Mare Services > Reproductive Troubleshooting
Why Won’t my Mare Go in Foal?
- older mares are not as fertile and do not always cycle properly
Just as humans lose their reproductive capability, horses do as well. At a certain point which varies between mares, normal cycling will stop and/or the eggs produced are not as viable. There is little that can be done after a certain point, but to give your older mare the best chance, choose a young, fertile stallion. Fresh semen (rather than chilled or frozen) would also be a good choice.
- mare could be infected
Some mares come to QEC with cloudy fluid in the uterus during estrus. Fluid could mean the uterus is infected, lowering or eliminating chances of pregnancy. In this case, a swab from the mare’s uterus will be taken and sent to a lab for examination. Veterinarians can then use the results to treat the mare- many can be treated then bred in the same cycle. If your mare has a history of infection, please notify the QEC veterinarians so that she may be swabbed before breeding to be sure she is clean.

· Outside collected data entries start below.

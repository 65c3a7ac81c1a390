use rand::Rng;

/// Alphabet for generated filenames
pub const FILENAME_CHARSET: &[u8] = b"abcdedfghijklmnopqrstABCDEFGHIJKLMNOP";

/// Length of the random part of a generated filename
pub const FILENAME_LENGTH: usize = 20;

/// Builds a random `<20 chars>.<extension>` filename
pub fn random_filename<R: Rng>(rng: &mut R, extension: &str) -> String {
    let mut name = String::with_capacity(FILENAME_LENGTH + 1 + extension.len());
    for _ in 0..FILENAME_LENGTH {
        let idx = rng.gen_range(0..FILENAME_CHARSET.len());
        name.push(FILENAME_CHARSET[idx] as char);
    }
    name.push('.');
    name.push_str(extension);
    name
}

- stallion and mare do not mesh at a cellular level
Throughout the season, the centre sees mares that simply will not go in foal cycle after cycle. If the mare is clean and cycling properly it is hard to diagnose exactly why. The veterinarians at QEC recommend if your mare does not go in foal after two or three cycles to the same stallion to consider a change of stallion. The reason could lie in the molecular configuration of reproductive cells for that particular stallion or mare.
- semen quality
QEC vets would like to see extended semen samples be at least 50% alive and progressively motile prior to insemination. This is more difficult with chilled semen as transport conditions can be unpredictable. Frozen semen should be at least 30-40% motile. If semen arrives at QEC under these levels, it may decrease the chance of your mare becoming pregnant.
- Other factors may include time of year, athletic stress, condition of mare, and if the mare has a foal at foot.